This recipe was designed to be a part of a meal prep recipe trio: Balsamic Chicken with Quinoa, Roasted Carrots and Feta, Cajun Rubbed Steak with Sweet Potatoes, Peppers and Jalapeños, and Feta Dill Tuna Lettuce Wraps.
1 lb (about 18) rainbow carrots
2 Tbls extra virgin olive oil, divided
1 Tbls Litehouse Instantly Fresh Garlic
1 tsp salt
1 tsp pepper
3 cups cooked quinoa
4 boneless skinless chicken breasts
1/2 cup Litehouse Organic Balsamic Vinaigrette
1/4 cup Litehouse Feta Cheese Crumbles
Litehouse Instantly Fresh Parsley (optional)

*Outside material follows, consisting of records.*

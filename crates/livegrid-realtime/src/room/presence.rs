//! Identities currently present in a shared realtime context.

use std::collections::HashSet;

/// Set semantics, never list: re-adding a present identity and removing
/// an absent one are both no-ops.
#[derive(Debug, Default)]
pub struct PresenceSet {
    users: HashSet<String>,
}

impl PresenceSet {
    /// Full replacement from a presence snapshot.
    pub fn replace(&mut self, users: impl IntoIterator<Item = String>) {
        self.users = users.into_iter().collect();
    }

    /// Returns false when the identity was already present.
    pub fn add(&mut self, user_id: &str) -> bool {
        self.users.insert(user_id.to_string())
    }

    /// Returns false when the identity was not present.
    pub fn remove(&mut self, user_id: &str) -> bool {
        self.users.remove(user_id)
    }

    pub fn contains(&self, user_id: &str) -> bool {
        self.users.contains(user_id)
    }

    pub fn iter(&self) -> impl Iterator<Item = &str> {
        self.users.iter().map(String::as_str)
    }

    pub fn len(&self) -> usize {
        self.users.len()
    }

    pub fn is_empty(&self) -> bool {
        self.users.is_empty()
    }
}

#[cfg(test)]
mod tests {
    use super::*;

    #[test]
    fn duplicate_add_is_a_noop() {
        let mut presence = PresenceSet::default();
        assert!(presence.add("u1"));
        assert!(!presence.add("u1"));
        assert_eq!(presence.len(), 1);
    }

    #[test]
    fn removing_a_non_member_is_a_noop() {
        let mut presence = PresenceSet::default();
        presence.add("u1");
        assert!(!presence.remove("u2"));
        assert_eq!(presence.len(), 1);
    }

    #[test]
    fn replace_overwrites_the_whole_set() {
        let mut presence = PresenceSet::default();
        presence.add("u1");
        presence.replace(vec!["u2".to_string(), "u3".to_string()]);
        assert!(!presence.contains("u1"));
        assert!(presence.contains("u2"));
        assert!(presence.contains("u3"));
        assert_eq!(presence.len(), 2);
    }
}
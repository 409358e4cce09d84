//! Background WebSocket connection loop with bounded fixed-interval reconnect.

use std::sync::Arc;
use std::time::Duration;

use futures_util::stream::SplitSink;
use futures_util::{SinkExt, StreamExt};
use tokio::net::TcpStream;
use tokio::sync::{broadcast, mpsc, RwLock};
use tokio_tungstenite::tungstenite::{Error as WsError, Message as WsMessage};
use tokio_tungstenite::{MaybeTlsStream, WebSocketStream};
use tracing::{debug, error, info, warn};

use livegrid_common::TransportError;

use super::handler::handle_text_frame;
use super::state::{ConnectionState, RetryDecision};
use super::types::{frame_types, now_ms, ClientEvent, Command, Frame, RealtimeConfig};

/// Delay between an explicit reconnect request and the fresh connect,
/// letting the old transport fully release.
const RECONNECT_HANDOFF: Duration = Duration::from_millis(100);

type WsStream = WebSocketStream<MaybeTlsStream<TcpStream>>;
type WsSink = SplitSink<WsStream, WsMessage>;

/// The one table the caller has declared interest in. Updated even while
/// disconnected so the join can be replayed on the next connection.
#[derive(Debug, Default)]
struct TableSubscription {
    table_id: Option<String>,
}

enum SessionEnd {
    /// Transport closed or errored out.
    Closed,
    /// Caller asked for a fresh transport.
    Reconnect,
    /// All client handles dropped.
    Shutdown,
}

enum LoopSignal {
    Idle,
    Shutdown,
}

enum RetryWait {
    Proceed,
    Cancelled,
    Shutdown,
}

// ---------------------------------------------------------------------------
// Connection Loop
// ---------------------------------------------------------------------------

/// Background task owning the single transport. Sits idle in
/// `disconnected` until an explicit connect command arrives.
pub(crate) async fn connection_loop(
    config: RealtimeConfig,
    state: Arc<RwLock<ConnectionState>>,
    event_tx: broadcast::Sender<ClientEvent>,
    mut command_rx: mpsc::Receiver<Command>,
) {
    let mut subscription = TableSubscription::default();

    while let Some(cmd) = command_rx.recv().await {
        let signal = match cmd {
            Command::Connect => {
                run_connected(&config, &state, &event_tx, &mut command_rx, &mut subscription).await
            }
            Command::Reconnect => {
                tokio::time::sleep(RECONNECT_HANDOFF).await;
                run_connected(&config, &state, &event_tx, &mut command_rx, &mut subscription).await
            }
            Command::Disconnect => {
                debug!("Disconnect requested while already disconnected");
                LoopSignal::Idle
            }
            other => {
                drop_while_disconnected(other, &mut subscription);
                LoopSignal::Idle
            }
        };
        if let LoopSignal::Shutdown = signal {
            return;
        }
    }
}

/// Sends issued while no transport is open are dropped, never queued.
/// Join/leave still update the local subscription record.
fn drop_while_disconnected(cmd: Command, subscription: &mut TableSubscription) {
    match cmd {
        Command::Send { kind, .. } => {
            debug!(kind = %kind, "Dropping message, not connected");
        }
        Command::JoinTable { table_id } => {
            debug!(table = %table_id, "Join recorded, not connected");
            subscription.table_id = Some(table_id);
        }
        Command::LeaveTable => {
            debug!("Leave recorded, not connected");
            subscription.table_id = None;
        }
        _ => {}
    }
}

/// Connect-and-retry phase: runs until the caller disconnects, the
/// attempt budget is exhausted, or a setup error surfaces.
async fn run_connected(
    config: &RealtimeConfig,
    state: &Arc<RwLock<ConnectionState>>,
    event_tx: &broadcast::Sender<ClientEvent>,
    command_rx: &mut mpsc::Receiver<Command>,
    subscription: &mut TableSubscription,
) -> LoopSignal {
    if !config.has_identity() {
        debug!("Connect requested without a user identity, ignoring");
        return LoopSignal::Idle;
    }
    if !state.write().await.begin_connect() {
        debug!("Already connected, ignoring connect");
        return LoopSignal::Idle;
    }

    loop {
        match open_transport(config).await {
            Ok(ws) => {
                state.write().await.on_open(now_ms());
                info!(url = %config.endpoint, "Connected");
                let _ = event_tx.send(ClientEvent::Connected);

                let end = run_session(ws, config, state, event_tx, command_rx, subscription).await;
                if let SessionEnd::Shutdown = end {
                    return LoopSignal::Shutdown;
                }

                let decision = state.write().await.on_close();
                let _ = event_tx.send(ClientEvent::Disconnected);

                match end {
                    SessionEnd::Reconnect => {
                        tokio::time::sleep(RECONNECT_HANDOFF).await;
                        if !state.write().await.begin_connect() {
                            return LoopSignal::Idle;
                        }
                    }
                    SessionEnd::Closed => match decision {
                        RetryDecision::Stop => {
                            info!("Disconnected");
                            return LoopSignal::Idle;
                        }
                        RetryDecision::GiveUp => {
                            warn!(
                                attempts = config.max_reconnect_attempts,
                                "Reconnect budget exhausted, staying disconnected"
                            );
                            return LoopSignal::Idle;
                        }
                        RetryDecision::Retry { attempt } => {
                            warn!(attempt, "Connection lost, scheduling reconnect");
                            match wait_for_retry(config, state, command_rx, subscription).await {
                                RetryWait::Proceed => {}
                                RetryWait::Cancelled => return LoopSignal::Idle,
                                RetryWait::Shutdown => return LoopSignal::Shutdown,
                            }
                        }
                    },
                    SessionEnd::Shutdown => unreachable!("handled above"),
                }
            }
            Err(err) if err.is_setup() => {
                // The transport could not even be constructed. Fatal for
                // this session; surfaced via logs, never retried.
                error!(error = %err, "Failed to construct transport");
                state.write().await.on_setup_failure();
                let _ = event_tx.send(ClientEvent::Error(err.to_string()));
                return LoopSignal::Idle;
            }
            Err(err) => {
                warn!(error = %err, "Connect attempt failed");
                let _ = event_tx.send(ClientEvent::Error(err.to_string()));
                match state.write().await.on_close() {
                    RetryDecision::Stop => return LoopSignal::Idle,
                    RetryDecision::GiveUp => {
                        warn!(
                            attempts = config.max_reconnect_attempts,
                            "Reconnect budget exhausted, staying disconnected"
                        );
                        return LoopSignal::Idle;
                    }
                    RetryDecision::Retry { attempt } => {
                        debug!(attempt, "Scheduling reconnect");
                        match wait_for_retry(config, state, command_rx, subscription).await {
                            RetryWait::Proceed => {}
                            RetryWait::Cancelled => return LoopSignal::Idle,
                            RetryWait::Shutdown => return LoopSignal::Shutdown,
                        }
                    }
                }
            }
        }
    }
}

/// Sleep out the fixed reconnect interval while staying responsive to
/// commands. The pending timer is the only cancellable unit of work.
async fn wait_for_retry(
    config: &RealtimeConfig,
    state: &Arc<RwLock<ConnectionState>>,
    command_rx: &mut mpsc::Receiver<Command>,
    subscription: &mut TableSubscription,
) -> RetryWait {
    let delay = tokio::time::sleep(Duration::from_millis(config.reconnect_interval_ms));
    tokio::pin!(delay);

    loop {
        tokio::select! {
            _ = &mut delay => return RetryWait::Proceed,
            cmd = command_rx.recv() => match cmd {
                None => return RetryWait::Shutdown,
                Some(Command::Disconnect) => {
                    info!("Disconnect requested, cancelling pending reconnect");
                    state.write().await.cancel_retry();
                    return RetryWait::Cancelled;
                }
                Some(Command::Connect) => return RetryWait::Proceed,
                Some(Command::Reconnect) => {
                    tokio::time::sleep(RECONNECT_HANDOFF).await;
                    return RetryWait::Proceed;
                }
                Some(other) => drop_while_disconnected(other, subscription),
            }
        }
    }
}

// ---------------------------------------------------------------------------
// Transport
// ---------------------------------------------------------------------------

async fn open_transport(config: &RealtimeConfig) -> Result<WsStream, TransportError> {
    let url = config.ws_url();
    info!(url = %config.endpoint, "Connecting");

    match tokio::time::timeout(
        Duration::from_secs(config.connect_timeout_secs),
        tokio_tungstenite::connect_async(&url),
    )
    .await
    {
        Ok(Ok((ws, _))) => Ok(ws),
        Ok(Err(e)) => Err(classify_connect_error(e)),
        Err(_elapsed) => Err(TransportError::Timeout(config.connect_timeout_secs)),
    }
}

/// A URL-level failure means no transport ever existed (the setup-error
/// class); everything else is a transient network failure.
fn classify_connect_error(err: WsError) -> TransportError {
    match err {
        WsError::Url(e) => TransportError::InvalidEndpoint(e.to_string()),
        other => TransportError::ConnectFailed(other.to_string()),
    }
}

// ---------------------------------------------------------------------------
// Session
// ---------------------------------------------------------------------------

/// One live transport: commands out, frames in, keepalive pings on a
/// fixed interval. Returns when the transport goes away.
async fn run_session(
    ws: WsStream,
    config: &RealtimeConfig,
    state: &Arc<RwLock<ConnectionState>>,
    event_tx: &broadcast::Sender<ClientEvent>,
    command_rx: &mut mpsc::Receiver<Command>,
    subscription: &mut TableSubscription,
) -> SessionEnd {
    let (mut sink, mut stream) = ws.split();

    // Replay the active table join after a reconnect.
    if let Some(table_id) = subscription.table_id.clone() {
        info!(table = %table_id, "Rejoining table");
        send_frame(&mut sink, state, join_frame(&table_id)).await;
    }

    let mut ping = tokio::time::interval(Duration::from_secs(config.ping_interval_secs));
    // Skip the interval's immediate first tick.
    ping.reset();

    loop {
        tokio::select! {
            _ = ping.tick() => {
                send_frame(&mut sink, state, Frame::new(frame_types::PING, None)).await;
            }

            cmd = command_rx.recv() => match cmd {
                None => {
                    let _ = sink.close().await;
                    return SessionEnd::Shutdown;
                }
                Some(Command::Connect) => {
                    debug!("Already connected, ignoring connect");
                }
                Some(Command::Disconnect) => {
                    info!("Disconnecting");
                    state.write().await.mark_intentional();
                    let _ = sink.close().await;
                    return SessionEnd::Closed;
                }
                Some(Command::Reconnect) => {
                    info!("Reconnect requested, cycling transport");
                    state.write().await.mark_intentional();
                    let _ = sink.close().await;
                    return SessionEnd::Reconnect;
                }
                Some(Command::Send { kind, payload }) => {
                    send_frame(&mut sink, state, Frame::new(kind, payload)).await;
                }
                Some(Command::JoinTable { table_id }) => {
                    // Never switch tables without telling the server we
                    // left the previous one.
                    if let Some(prev) = subscription.table_id.clone() {
                        if prev != table_id {
                            send_frame(&mut sink, state, leave_frame(&prev)).await;
                        }
                    }
                    send_frame(&mut sink, state, join_frame(&table_id)).await;
                    subscription.table_id = Some(table_id);
                }
                Some(Command::LeaveTable) => match subscription.table_id.take() {
                    Some(table_id) => {
                        send_frame(&mut sink, state, leave_frame(&table_id)).await;
                    }
                    None => debug!("Leave requested with no active table"),
                },
            },

            frame = stream.next() => match frame {
                Some(Ok(WsMessage::Text(text))) => {
                    handle_text_frame(&text, state, event_tx).await;
                }
                Some(Ok(WsMessage::Ping(data))) => {
                    let _ = sink.send(WsMessage::Pong(data)).await;
                }
                Some(Ok(WsMessage::Close(_))) | None => {
                    info!("Server closed connection");
                    return SessionEnd::Closed;
                }
                Some(Err(e)) => {
                    // Advisory: the close bookkeeping that follows is
                    // what drives the state transition.
                    warn!(error = %e, "WebSocket error");
                    state.write().await.on_error();
                    let _ = event_tx.send(ClientEvent::Error(e.to_string()));
                    return SessionEnd::Closed;
                }
                _ => {}
            }
        }
    }
}

async fn send_frame(sink: &mut WsSink, state: &Arc<RwLock<ConnectionState>>, frame: Frame) {
    match serde_json::to_string(&frame) {
        Ok(json) => {
            if sink.send(WsMessage::Text(json.into())).await.is_err() {
                warn!(kind = %frame.kind, "Send failed, connection going down");
            } else {
                state.write().await.record_sent();
            }
        }
        Err(e) => warn!(error = %e, "Failed to encode frame"),
    }
}

fn join_frame(table_id: &str) -> Frame {
    Frame::new(
        frame_types::JOIN_TABLE,
        Some(serde_json::json!({ "tableId": table_id })),
    )
}

fn leave_frame(table_id: &str) -> Frame {
    Frame::new(
        frame_types::LEAVE_TABLE,
        Some(serde_json::json!({ "tableId": table_id })),
    )
}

Place the chicken breasts and balsamic vinaigrette in a Ziplock bag and marinate at least 30 minutes.
Heat oven to 425.
Drizzle carrots with olive oil and sprinkle with garlic, salt and pepper.
Bake about 25 minutes.
Heat a grill pan over medium heat. Add 1 Tbls olive oil. Cook chicken about 10 minutes. Flip to the other side and cook another 10 minutes.
Divide the chicken breasts, quinoa and carrots between four containers. Top with 1 Tbls. Litehouse Feta Cheese Crumbles.